Generate a co-expression network for genes
Generate a data profile report
Browse and explore datasets from Hugging Face
Evaluate model predictions and update leaderboard
Build, preprocess, and train machine learning models
Explore and submit NER models
This project is a GUI for the gpustack/gguf-parser-go
M-RewardBench Leaderboard
Analyze data using Pandas Profiling
Transfer GitHub repositories to Hugging Face Spaces
Generate a data report using the pandas-profiling tool
Browse and filter AI model evaluation results
statistics analysis for linear regression
The CryptoCEN Network is a data visualization tool designed for bioinformatics applications, specifically for generating and analyzing co-expression networks of genes. It enables researchers to visualize gene interactions and understand their co-expression patterns across different biological conditions or samples. This tool is particularly useful in systems biology and genomic studies to identify relationships between genes that may share similar functions or pathways.

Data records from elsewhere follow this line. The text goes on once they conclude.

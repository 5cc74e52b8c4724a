//! Stage dispatch for one analysis run.
//!
//! Each stage is a plain function returning its output together with the
//! token of the stage to run next. The orchestrator loop runs every attempt
//! on the blocking pool under [`run_with_retry`], so the wall-clock budget
//! also cuts off an attempt that is still computing; the abandoned worker
//! finishes in the background and its output is dropped. Stage outputs are
//! checked against their [`Shape`] and each stage envelope is appended to
//! `envelopes.jsonl`. Outputs already written when a later stage fails stay
//! on disk.

use std::path::PathBuf;
use std::sync::Arc;

use adpulse_analytics::{build_summary, load_dataset, Dataset, LoadOptions, TrendSettings};
use adpulse_core::{
    AnalysisConfig, DatasetSummary, DateRange, Envelope, ErrorInfo, Hypothesis, Metric,
    PipelineError, StageStatus, ValidatedHypothesis,
};
use adpulse_insights::{
    HypothesisGenerator, HypothesisValidator, RuleBasedGenerator, ValidatorSettings,
};

use crate::output::{OutputWriter, SUMMARY_FILE, VALIDATED_FILE};
use crate::retry::{run_with_retry, RetryPolicy};
use crate::schema::{
    check_message, envelope_shape, hypothesis_list_shape, summary_shape, validated_list_shape,
    Shape,
};

pub const LOAD_AGENT: &str = "dataset_loader";
pub const SUMMARY_AGENT: &str = "data_agent";
pub const GENERATE_AGENT: &str = "insight_agent";
pub const VALIDATE_AGENT: &str = "evaluator_agent";

/// Token returned by each stage naming the one to run next.
#[derive(Debug, Clone, Copy, PartialEq, Eq)]
pub enum NextStage {
    LoadDataset,
    Summarize,
    Generate,
    Validate,
    Complete,
}

#[derive(Debug, Clone, PartialEq)]
pub struct RunRequest {
    pub dataset_path: PathBuf,
    pub output_dir: PathBuf,
    /// Rows outside this range are dropped at load time.
    pub date_range: Option<DateRange>,
}

/// Everything a run produced, including what it produced before failing.
#[derive(Debug, Default)]
pub struct RunReport {
    pub envelopes: Vec<Envelope<()>>,
    pub summary: Option<Arc<DatasetSummary>>,
    pub validated: Option<Vec<ValidatedHypothesis>>,
    /// The first fatal error, if any.
    pub failure: Option<ErrorInfo>,
}

impl RunReport {
    #[must_use]
    pub fn is_success(&self) -> bool {
        self.failure.is_none()
    }
}

/// Stage outputs carried between loop iterations.
#[derive(Default)]
struct RunState {
    dataset: Option<Arc<Dataset>>,
    summary: Option<Arc<DatasetSummary>>,
    hypotheses: Option<Arc<Vec<Hypothesis>>>,
}

pub struct Pipeline {
    config: AnalysisConfig,
    generator: Arc<dyn HypothesisGenerator>,
    policy: RetryPolicy,
}

impl Pipeline {
    /// # Errors
    ///
    /// Returns a configuration error when the retry settings cannot be
    /// turned into a [`RetryPolicy`].
    pub fn new(
        config: AnalysisConfig,
        generator: Box<dyn HypothesisGenerator>,
    ) -> Result<Self, PipelineError> {
        let policy = RetryPolicy::from_settings(&config.retry)?;
        Ok(Self {
            config,
            generator: Arc::from(generator),
            policy,
        })
    }

    /// Pipeline using the built-in [`RuleBasedGenerator`].
    ///
    /// # Errors
    ///
    /// Same as [`Pipeline::new`].
    pub fn rule_based(
        config: AnalysisConfig,
        focus_metric: Metric,
    ) -> Result<Self, PipelineError> {
        let generator = RuleBasedGenerator::from_config(&config, focus_metric);
        Self::new(config, Box::new(generator))
    }

    #[must_use]
    pub fn with_policy(mut self, policy: RetryPolicy) -> Self {
        self.policy = policy;
        self
    }

    /// Run every stage in order. Never returns early: a fatal error ends the
    /// loop and is recorded in [`RunReport::failure`].
    pub async fn run(&self, request: &RunRequest) -> RunReport {
        let mut report = RunReport::default();
        tracing::info!(
            dataset = %request.dataset_path.display(),
            output_dir = %request.output_dir.display(),
            "pipeline run started"
        );

        let result = match OutputWriter::create(&request.output_dir).await {
            Ok(writer) => self.drive(request, &writer, &mut report).await,
            Err(error) => Err(error),
        };

        match result {
            Ok(()) => tracing::info!(stages = report.envelopes.len(), "pipeline run completed"),
            Err(error) => {
                tracing::error!(
                    error_type = error.error_type(),
                    error = %error,
                    "pipeline run failed"
                );
                report.failure = Some(ErrorInfo::from(&error));
            }
        }
        report
    }

    async fn drive(
        &self,
        request: &RunRequest,
        writer: &OutputWriter,
        report: &mut RunReport,
    ) -> Result<(), PipelineError> {
        let mut state = RunState::default();
        let mut next = NextStage::LoadDataset;

        while next != NextStage::Complete {
            next = match next {
                NextStage::LoadDataset => {
                    let options =
                        LoadOptions::from_config(&self.config).with_date_range(request.date_range);
                    let request = request.clone();
                    let (mut envelope, result) = self
                        .execute(LOAD_AGENT, move || load_stage(&request, &options))
                        .await;
                    if let Ok((dataset, _)) = &result {
                        if dataset.quality.invalid_rows > 0 {
                            envelope.status = StageStatus::Partial;
                        }
                    }
                    record(writer, report, envelope).await?;
                    let (dataset, next) = result?;
                    state.dataset = Some(Arc::new(dataset));
                    next
                }
                NextStage::Summarize => {
                    let dataset = Arc::clone(require(state.dataset.as_ref(), "dataset")?);
                    let settings = TrendSettings::from_config(&self.config);
                    let (envelope, result) = self
                        .execute(SUMMARY_AGENT, move || summarize_stage(&dataset, &settings))
                        .await;
                    record(writer, report, envelope).await?;
                    let (summary, next) = result?;
                    writer.write_json(SUMMARY_FILE, &summary).await?;
                    let summary = Arc::new(summary);
                    report.summary = Some(Arc::clone(&summary));
                    state.summary = Some(summary);
                    next
                }
                NextStage::Generate => {
                    let summary = Arc::clone(require(state.summary.as_ref(), "summary")?);
                    let generator = Arc::clone(&self.generator);
                    let (envelope, result) = self
                        .execute(GENERATE_AGENT, move || generate_stage(&*generator, &summary))
                        .await;
                    record(writer, report, envelope).await?;
                    let (hypotheses, next) = result?;
                    state.hypotheses = Some(Arc::new(hypotheses));
                    next
                }
                NextStage::Validate => {
                    let dataset = Arc::clone(require(state.dataset.as_ref(), "dataset")?);
                    let summary = Arc::clone(require(state.summary.as_ref(), "summary")?);
                    let hypotheses =
                        Arc::clone(require(state.hypotheses.as_ref(), "hypotheses")?);
                    let settings = ValidatorSettings::from_config(&self.config);
                    let (envelope, result) = self
                        .execute(VALIDATE_AGENT, move || {
                            validate_stage(&summary, &dataset, &hypotheses, &settings)
                        })
                        .await;
                    record(writer, report, envelope).await?;
                    let (validated, next) = result?;
                    writer.write_json(VALIDATED_FILE, &validated).await?;
                    report.validated = Some(validated);
                    next
                }
                NextStage::Complete => NextStage::Complete,
            };
        }
        Ok(())
    }

    /// Run `stage` under the retry policy, one blocking-pool task per attempt.
    async fn execute<T, F>(
        &self,
        agent: &str,
        stage: F,
    ) -> (Envelope<()>, Result<(T, NextStage), PipelineError>)
    where
        T: Send + 'static,
        F: Fn() -> Result<(T, NextStage), PipelineError> + Clone + Send + 'static,
    {
        run_with_retry(agent, &self.policy, || {
            let attempt = stage.clone();
            async move {
                match tokio::task::spawn_blocking(attempt).await {
                    Ok(result) => result,
                    Err(e) => Err(PipelineError::Unexpected(format!(
                        "stage {agent} worker did not finish: {e}"
                    ))),
                }
            }
        })
        .await
        .split(agent)
    }
}

async fn record(
    writer: &OutputWriter,
    report: &mut RunReport,
    envelope: Envelope<()>,
) -> Result<(), PipelineError> {
    check_message(&envelope, &envelope_shape(Shape::Null), "envelope")?;
    writer.append_envelope(&envelope).await?;
    report.envelopes.push(envelope);
    Ok(())
}

fn require<'a, T: ?Sized>(value: Option<&'a T>, name: &str) -> Result<&'a T, PipelineError> {
    value.ok_or_else(|| {
        PipelineError::Unexpected(format!("stage dispatched before its {name} was produced"))
    })
}

fn load_stage(
    request: &RunRequest,
    options: &LoadOptions,
) -> Result<(Dataset, NextStage), PipelineError> {
    let dataset = load_dataset(&request.dataset_path, options)?;
    Ok((dataset, NextStage::Summarize))
}

fn summarize_stage(
    dataset: &Dataset,
    settings: &TrendSettings,
) -> Result<(DatasetSummary, NextStage), PipelineError> {
    let summary = build_summary(dataset, settings);
    check_message(&summary, &summary_shape(), "data_agent_output")?;
    Ok((summary, NextStage::Generate))
}

fn generate_stage(
    generator: &dyn HypothesisGenerator,
    summary: &DatasetSummary,
) -> Result<(Vec<Hypothesis>, NextStage), PipelineError> {
    check_message(summary, &summary_shape(), "insight_agent_input")?;
    let hypotheses = generator.generate(summary)?;
    check_message(&hypotheses, &hypothesis_list_shape(), "insight_agent_output")?;
    Ok((hypotheses, NextStage::Validate))
}

fn validate_stage(
    summary: &DatasetSummary,
    dataset: &Dataset,
    hypotheses: &[Hypothesis],
    settings: &ValidatorSettings,
) -> Result<(Vec<ValidatedHypothesis>, NextStage), PipelineError> {
    check_message(&hypotheses, &hypothesis_list_shape(), "evaluator_agent_input")?;
    let validator = HypothesisValidator::new(summary, &dataset.rows, settings.clone());
    let validated = validator.validate_all(hypotheses);
    check_message(&validated, &validated_list_shape(), "evaluator_agent_output")?;
    Ok((validated, NextStage::Complete))
}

• Gene Co-expression Analysis: Identify groups of genes with similar expression patterns. • Interactive Visualization: Customize and explore gene networks with real-time updates. • Custom Data Upload: Use your own gene expression datasets for analysis. • Scalable Graphics: Handle large datasets with efficient rendering. • Export Capabilities: Save and share network visuals in multiple formats. • Intuitive Interface: Accessible design for both novice and advanced users.

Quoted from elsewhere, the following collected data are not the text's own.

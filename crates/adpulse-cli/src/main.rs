mod run;

use std::path::PathBuf;
use std::process::ExitCode;

use adpulse_core::{ErrorInfo, LogFormat, LoggingSettings, PipelineError};
use clap::{Parser, Subcommand};
use tracing_subscriber::EnvFilter;

use crate::run::RunArgs;

#[derive(Debug, Parser)]
#[command(name = "adpulse")]
#[command(about = "Campaign performance analytics and hypothesis validation")]
struct Cli {
    /// YAML configuration file; built-in defaults apply when omitted
    #[arg(long, global = true, env = "ADPULSE_CONFIG")]
    config: Option<PathBuf>,

    #[command(subcommand)]
    command: Commands,
}

#[derive(Debug, Subcommand)]
enum Commands {
    /// Analyse a campaign dataset and validate hypotheses about it
    Run(RunArgs),
    /// Load and validate the configuration, then print the effective values
    CheckConfig,
}

#[tokio::main]
async fn main() -> anyhow::Result<ExitCode> {
    let cli = Cli::parse();

    let config = match adpulse_core::load_config(cli.config.as_deref()) {
        Ok(config) => config,
        Err(err) => return Ok(report_failure(&ErrorInfo::from(&PipelineError::from(err)))),
    };
    init_tracing(&config.logging)?;

    match cli.command {
        Commands::Run(args) => {
            let report = run::run_analysis(config, &args).await?;
            match &report.failure {
                Some(failure) => Ok(report_failure(failure)),
                None => {
                    run::print_report(&report, &args.output_dir);
                    Ok(ExitCode::SUCCESS)
                }
            }
        }
        Commands::CheckConfig => {
            print!("{}", serde_yaml::to_string(&config)?);
            println!("configuration OK");
            Ok(ExitCode::SUCCESS)
        }
    }
}

fn init_tracing(settings: &LoggingSettings) -> anyhow::Result<()> {
    let env_filter = EnvFilter::try_from_default_env()
        .or_else(|_| EnvFilter::try_new(settings.level.clone()))?;
    let builder = tracing_subscriber::fmt()
        .with_env_filter(env_filter)
        .with_writer(std::io::stderr);
    match settings.format {
        LogFormat::Json => builder.json().init(),
        LogFormat::Text => builder.init(),
    }
    Ok(())
}

fn report_failure(failure: &ErrorInfo) -> ExitCode {
    eprintln!("{}: {}", failure.error_type, failure.error_message);
    ExitCode::FAILURE
}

1. What is a co-expression network?
A co-expression network is a graphical representation of genes (nodes) and their co-expression relationships (edges) based on their expression levels across samples.
2. What does CryptoCEN Network do?
It generates networks for genes based on their co-expression patterns and offers interactive visualization for exploration.
3. How can I save my results?
You can export your co-expression networks as images, PDFs, or graph files for sharing and further analysis.